3) Définir des règles de gouvernance claires
Un projet data-driven implique souvent plusieurs métiers (marketing, finance, production) et génère de la data à différents stades. Vous devez donc fixer des règles claires pour éviter que chacun n’exploite ces informations en toute autonomie, au risque de multiplier les mauvaises pratiques. Ces règles concernent :
La finalité du traitement (par exemple : validité des fournisseurs, analyse de risques, profilage juridique).
Les destinataires autorisés (qui a le droit de consulter, de modifier, d’exporter les données ?).
La durée de conservation (à différencier en fonction du type de données).
La rectification et la mise à jour (comment prendre en compte une évolution, un changement de dénomination sociale ?).
Lorsque j’interviens dans l’accompagnement de PME, je conseille souvent de rédiger une charte interne dédiée aux usages data. Ce document, qui peut être validé par un juriste, clarifie la démarche et rappelle le rôle de chacun. C’est particulièrement pertinent dans un contexte où le RNE est mobilisé sur une base régulière, car il s’agit d’un référentiel légal susceptible d'engager la responsabilité de l’entreprise si des usages litigieux sont détectés.
4) Formaliser la conformité avec la CNIL et le RGPD
Au-delà du cadre national, le RGPD vient apporter des spécificités et des obligations dans votre stratégie data-driven. En pratique, vous devez
Obtenir le consentement éclairé pour toute collecte de données personnelles destinée à un traitement secondaire ou marketing.
Permettre l’exercice des droits (droit d’accès, de rectification, d’effacement, etc.).
Tenir un registre de traitements en lien avec les applications, bases et logiciels que vous utilisez.

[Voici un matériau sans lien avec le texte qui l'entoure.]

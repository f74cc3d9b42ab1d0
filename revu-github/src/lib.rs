//! Revu GitHub - GitHub integration for revu
//!
//! This crate fetches pull request review threads over GraphQL, resolves
//! threads, locates the pull request for a branch, discovers pull requests a
//! user has interacted with, and submits reviews.

mod client;
mod discover;
mod error;
mod graphql;
mod pr;
mod review;
mod threads;

pub use client::{parse_github_url, parse_pr_ref, GitHubClient, PrRef};
pub use discover::{merge_interactions, Interaction, PrSummary};
pub use error::{Error, Result};
pub use review::ReviewAction;
//! Review thread data model

use std::fmt;

use chrono::{DateTime, Utc};
use serde::{Deserialize, Serialize};

/// Resolution status assigned to a review thread by classification
#[derive(Debug, Clone, Copy, Default, PartialEq, Eq, Hash, Serialize, Deserialize)]
pub enum ThreadStatus {
    /// Explicitly resolved on the platform
    Resolved,
    /// The platform reports the anchor no longer matches current code
    Outdated,
    /// A later change overlaps the commented line
    Addressed,
    /// Feedback still needs attention
    #[default]
    Unresolved,
}

impl ThreadStatus {
    /// All statuses, in report order
    pub const ALL: [ThreadStatus; 4] = [
        ThreadStatus::Resolved,
        ThreadStatus::Outdated,
        ThreadStatus::Addressed,
        ThreadStatus::Unresolved,
    ];

    /// Human readable label
    pub fn label(&self) -> &'static str {
        match self {
            ThreadStatus::Resolved => "Resolved",
            ThreadStatus::Outdated => "Outdated",
            ThreadStatus::Addressed => "Addressed",
            ThreadStatus::Unresolved => "Unresolved",
        }
    }
}

impl fmt::Display for ThreadStatus {
    fn fmt(&self, f: &mut fmt::Formatter<'_>) -> fmt::Result {
        f.write_str(self.label())
    }
}

/// A single comment within a review thread
#[derive(Debug, Clone, Serialize)]
pub struct ThreadComment {
    /// Author login
    pub author: String,
    /// Comment body
    pub body: String,
    /// When the comment was created
    pub created_at: DateTime<Utc>,
    /// Whether the platform considers this comment's anchor stale
    pub outdated: bool,
    /// Commit the comment's diff context was anchored to
    #[serde(skip_serializing)]
    pub original_commit_oid: Option<String>,
}

/// A review conversation anchored to one file location
#[derive(Debug, Clone, Serialize)]
pub struct ReviewThread {
    /// Platform-assigned thread ID
    pub thread_id: String,
    /// File path the thread is anchored to
    pub path: String,
    /// Current line, if the platform can still map it
    pub line: Option<u64>,
    /// Line at the time of the originating comment
    pub original_line: Option<u64>,
    /// Resolved on the platform
    pub is_resolved: bool,
    /// Marked outdated by the platform
    pub is_outdated: bool,
    /// Login of whoever resolved the thread
    pub resolved_by: Option<String>,
    /// Diff context shown when the thread was started
    #[serde(skip_serializing)]
    pub diff_hunk: String,
    /// Comments in chronological order
    pub comments: Vec<ThreadComment>,
    /// Classification result
    pub status: ThreadStatus,
    /// Explanation for the classification
    pub diff_evidence: Option<String>,
}

impl ReviewThread {
    /// The comment that started the thread
    pub fn first_comment(&self) -> Option<&ThreadComment> {
        self.comments.first()
    }

    /// Commit the originating comment was made against
    pub fn original_commit(&self) -> Option<&str> {
        self.first_comment()
            .and_then(|c| c.original_commit_oid.as_deref())
            .filter(|oid| !oid.is_empty())
    }

    /// `path:line` using the original line, `?` when unknown
    pub fn location(&self) -> String {
        match self.original_line {
            Some(line) => format!("{}:{}", self.path, line),
            None => format!("{}:?", self.path),
        }
    }
}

Si votre recours au RNE fait partie de ces traitements, vous devez décrire précisément dans ce registre à quel moment vous consultez ce registre national, pour quelles raisons et comment vous assurez la sécurité des données extraites. Cette formalisation est parfois perçue comme contraignante, mais elle vous protège de tout litige ultérieur et démontre un engagement envers la protection des données. La CNIL propose régulièrement des mises à jour et des outils pédagogiques pour guider les entreprises. C’est un excellent point de départ si vous n’êtes pas certain de la légitimité ou de la portée de vos traitements.
5) Exploiter de manière éthique les données
L’éthique doit être au cœur de la transformation data-driven. Collecter et croiser un maximum d’informations est devenu techniquement plus facile, mais vous devez constamment avoir en tête la finalité réelle et légitime de vos traitements. Par exemple, si votre objectif est d’analyser le comportement d’achat d’entreprises clientes, assurez-vous que ces données soient obtenues en toute transparence et que vous n’outrepassez pas un usage purement administratif du RNE. En cas d’audit, vous devrez prouver votre diligence et justifier que vous ne détournez pas la finalité initiale des informations recueillies.
Dans le même esprit, la notion de privacy by design (conception centrée sur la protection de la vie privée) propose d’intégrer les règles de protection des données dès le début du projet. Cela se traduit par des paramétrages de confidentialité par défaut, un accès restreint selon les besoins, et des notifications claires sur les usages. Le respect de la vie privée et des législations n’est pas un simple argument marketing : c’est un véritable gage de sérieux et de durabilité pour votre stratégie numérique.